They sank down on a couple of rocks, panting, while the feeding frenzy went on. Brian speared one little shrike that tried to take its chances with them, but mostly the little ones were too busy grabbing everything they could off the body.

“They’re from that dead city,” Brian said, like they hadn’t even stopped talking. He was resting the sword tips on the ground in front of his boots, blood sheeting off them like even that couldn’t stick. “The one up north.”

“The one with the bridge?” Dom said. Brian nodded. “That place is still pretty hot, isn’t it?”

“You can’t go into the city itself,” Brian said. “But if you take a meter, skirt the edges, there are some factories on the outside that are clean.

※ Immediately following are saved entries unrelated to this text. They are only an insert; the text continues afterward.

//! Debug toggle resource.
//!
//! The mere presence of this resource tells the renderer to draw the camera
//! state overlay. Remove it to hide the overlay.

use bevy_ecs::prelude::Resource;

/// Marker resource: when present, the debug overlay is drawn.
#[derive(Resource, Clone, Copy, Debug, Default)]
pub struct DebugMode;
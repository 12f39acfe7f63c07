//! Camera rig component.
//!
//! The rig is the movable pivot the orthographic lens hangs from. It owns the
//! ground position, the yaw (degrees around the world up axis) and the compass
//! facing used to remap pan gestures. The lens itself lives in
//! [`OrthoLens`](super::ortholens::OrthoLens) on the same entity.

use bevy_ecs::prelude::Component;
use raylib::prelude::Vector3;

use super::facing::FacingDirection;

/// Movable camera mount.
#[derive(Component, Clone, Copy, Debug)]
pub struct CameraRig {
    /// Pivot position in world space.
    pub pos: Vector3,
    /// Yaw in degrees. Exact multiple of 45 whenever no rotation is running.
    pub yaw: f32,
    /// Compass bucket the rig is facing.
    pub facing: FacingDirection,
    /// World point grabbed when the current drag started.
    pub drag_origin: Option<Vector3>,
}

impl Default for CameraRig {
    fn default() -> Self {
        Self::new(Vector3 {
            x: 0.0,
            y: 0.0,
            z: 0.0,
        })
    }
}

impl CameraRig {
    /// Rig at `pos`, facing North.
    pub fn new(pos: Vector3) -> Self {
        Self {
            pos,
            yaw: 0.0,
            facing: FacingDirection::North,
            drag_origin: None,
        }
    }

    pub fn with_yaw(mut self, yaw: f32) -> Self {
        self.yaw = yaw;
        self
    }

    pub fn with_facing(mut self, facing: FacingDirection) -> Self {
        self.facing = facing;
        self
    }

    /// Yaw rounded to the nearest 45° step (ties to even, like the rest of
    /// the snapping code).
    pub fn snapped_yaw(&self) -> f32 {
        (self.yaw / 45.0).round_ties_even() * 45.0
    }

    /// Translate the pivot by a ground-plane delta.
    pub fn translate(&mut self, delta: Vector3) {
        self.pos.x += delta.x;
        self.pos.y += delta.y;
        self.pos.z += delta.z;
    }
}

#[cfg(test)]
mod tests {
    use super::*;

    #[test]
    fn new_rig_faces_north_with_no_drag() {
        let rig = CameraRig::default();
        assert_eq!(rig.facing, FacingDirection::North);
        assert_eq!(rig.yaw, 0.0);
        assert!(rig.drag_origin.is_none());
    }

    #[test]
    fn snapped_yaw_rounds_to_45() {
        assert_eq!(CameraRig::default().with_yaw(10.0).snapped_yaw(), 0.0);
        assert_eq!(CameraRig::default().with_yaw(30.0).snapped_yaw(), 45.0);
        assert_eq!(CameraRig::default().with_yaw(-50.0).snapped_yaw(), -45.0);
        // 22.5 / 45 = 0.5 ties to even
        assert_eq!(CameraRig::default().with_yaw(22.5).snapped_yaw(), 0.0);
        assert_eq!(CameraRig::default().with_yaw(67.5).snapped_yaw(), 90.0);
    }

    #[test]
    fn translate_adds_componentwise() {
        let mut rig = CameraRig::new(Vector3 {
            x: 1.0,
            y: 0.0,
            z: 2.0,
        });
        rig.translate(Vector3 {
            x: 0.5,
            y: 0.0,
            z: -1.0,
        });
        assert_eq!((rig.pos.x, rig.pos.y, rig.pos.z), (1.5, 0.0, 1.0));
    }
}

I went up there when I was sixteen, did my trial.”

Dom gave him a look. “Your adulthood trial.”

“Yeah,” Brian said.

“And you did a dead city run,” Dom said levelly. “Alone.”

Brian was grinning at him a little sheepish. “I might’ve felt like I had something to prove.”

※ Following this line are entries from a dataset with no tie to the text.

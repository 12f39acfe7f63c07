//! Token layout component for data-driven resource placement.
//!
//! The [`TokenLayout`] component references a JSON file describing a grid of
//! tiles on the ground plane. When the component is added, the
//! [`tokenlayout_spawn_system`](crate::systems::tokenlayout::tokenlayout_spawn_system)
//! reads the file and spawns, for each non-empty cell, a display entity and a
//! [`ResourceToken`](super::resourcetoken::ResourceToken) linked to it.

use bevy_ecs::prelude::*;
use raylib::prelude::Color;
use rustc_hash::FxHashMap;
use serde::{Deserialize, Serialize};

/// Spawns resource tokens from a JSON layout when added to an entity.
#[derive(Component, Debug, Clone)]
pub struct TokenLayout {
    /// Path to the JSON file defining the layout.
    pub path: String,
    /// whether this layout has been spawned
    pub spawned: bool,
}

impl TokenLayout {
    pub fn new(path: impl Into<String>) -> Self {
        Self {
            path: path.into(),
            spawned: false,
        }
    }
}

/// Layout data loaded from JSON.
///
/// Rows of `grid` run along +z, characters along +x. Each character is looked
/// up in `legend`; missing characters and `null` entries are empty tiles.
#[derive(Serialize, Deserialize, Debug, Clone)]
pub struct TokenLayoutData {
    pub offset_x: f32,
    pub offset_z: f32,
    pub cell_size: f32,
    pub grid: Vec<String>,
    pub legend: FxHashMap<char, Option<TokenCell>>,
}

/// A single kind of resource tile.
#[derive(Serialize, Deserialize, Debug, Clone)]
pub struct TokenCell {
    /// RGB colour of the display box.
    pub color: [u8; 3],
    #[serde(default = "default_height")]
    pub height: f32,
    /// Start with the resource already removed.
    #[serde(default)]
    pub removed: bool,
}

fn default_height() -> f32 {
    0.5
}

impl TokenCell {
    pub fn raylib_color(&self) -> Color {
        Color::new(self.color[0], self.color[1], self.color[2], 255)
    }
}

impl TokenLayoutData {
    /// Loads layout data from a JSON file at the specified path.
    pub fn load_from_file(path: &str) -> Result<Self, Box<dyn std::error::Error>> {
        let file_content = std::fs::read_to_string(path)?;
        Self::from_json(&file_content)
    }

    pub fn from_json(json: &str) -> Result<Self, Box<dyn std::error::Error>> {
        let layout_data: TokenLayoutData = serde_json::from_str(json)?;
        if layout_data.cell_size <= 0.0 {
            return Err(format!("cell_size must be positive, got {}", layout_data.cell_size).into());
        }
        Ok(layout_data)
    }

    /// Iterate over all defined cells with the (x, z) center of their tile.
    pub fn iter_cells(&self) -> impl Iterator<Item = (f32, f32, &TokenCell)> {
        self.grid.iter().enumerate().flat_map(move |(row, line)| {
            line.chars().enumerate().filter_map(move |(col, ch)| {
                if let Some(Some(cell)) = self.legend.get(&ch) {
                    let x = self.offset_x + (col as f32 * self.cell_size) + (self.cell_size * 0.5);
                    let z = self.offset_z + (row as f32 * self.cell_size) + (self.cell_size * 0.5);
                    Some((x, z, cell))
                } else {
                    None
                }
            })
        })
    }
}
//! Time update system.
//!
//! Updates the shared [`WorldTime`](crate::resources::worldtime::WorldTime)
//! resource once per frame, applying `time_scale` to the provided delta.
use bevy_ecs::prelude::*;

use crate::resources::worldtime::WorldTime;

/// Update elapsed and delta seconds on the `WorldTime` resource.
///
/// `dt` is expected to be the unscaled frame delta in seconds. Negative
/// deltas (clock hiccups) are treated as zero.
pub fn update_world_time(world: &mut World, dt: f32) {
    let mut wt = world.resource_mut::<WorldTime>();
    let scaled_dt = dt.max(0.0) * wt.time_scale;
    wt.elapsed += scaled_dt;
    wt.delta = scaled_dt;
    wt.frame_count += 1;
}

“I don’t know if you get to date my sister after all, Spilner,” Dom said.

“Hey, man, I got better,” Brian said. “What did _you_ do?”

Dom looked away. “Fort Verde cut down my dad and Vince’s when I was fifteen,” he said. “Never got around to it, after that.”

Brian nodded a little. He looked over as the dead shrike shifted in the tunnel mouth: the big ones outside trying to grab hold of it. “Hey,” he said suddenly, “if we pinned the body—”

The beak made a scraping noise over rock as the body was dragged out of the tunnel, and it was too late for this time, but Dom kept the idea in his head anyway, while they fought the next waves of little ones.

He didn’t know how long it had been. They’d had to pull another chemlight, but all that told him was it had been at least half an hour and less than ten; they weren’t that predictable. He had no sense of the time in his head at all, and he couldn’t feel it in his body, either; sword and shield took different muscles than riding, or even loading and unloading. He tried to get in an hour with them every few days, but when he did, it was a solid hour, no breaks; he was getting breaks every five or ten minutes here.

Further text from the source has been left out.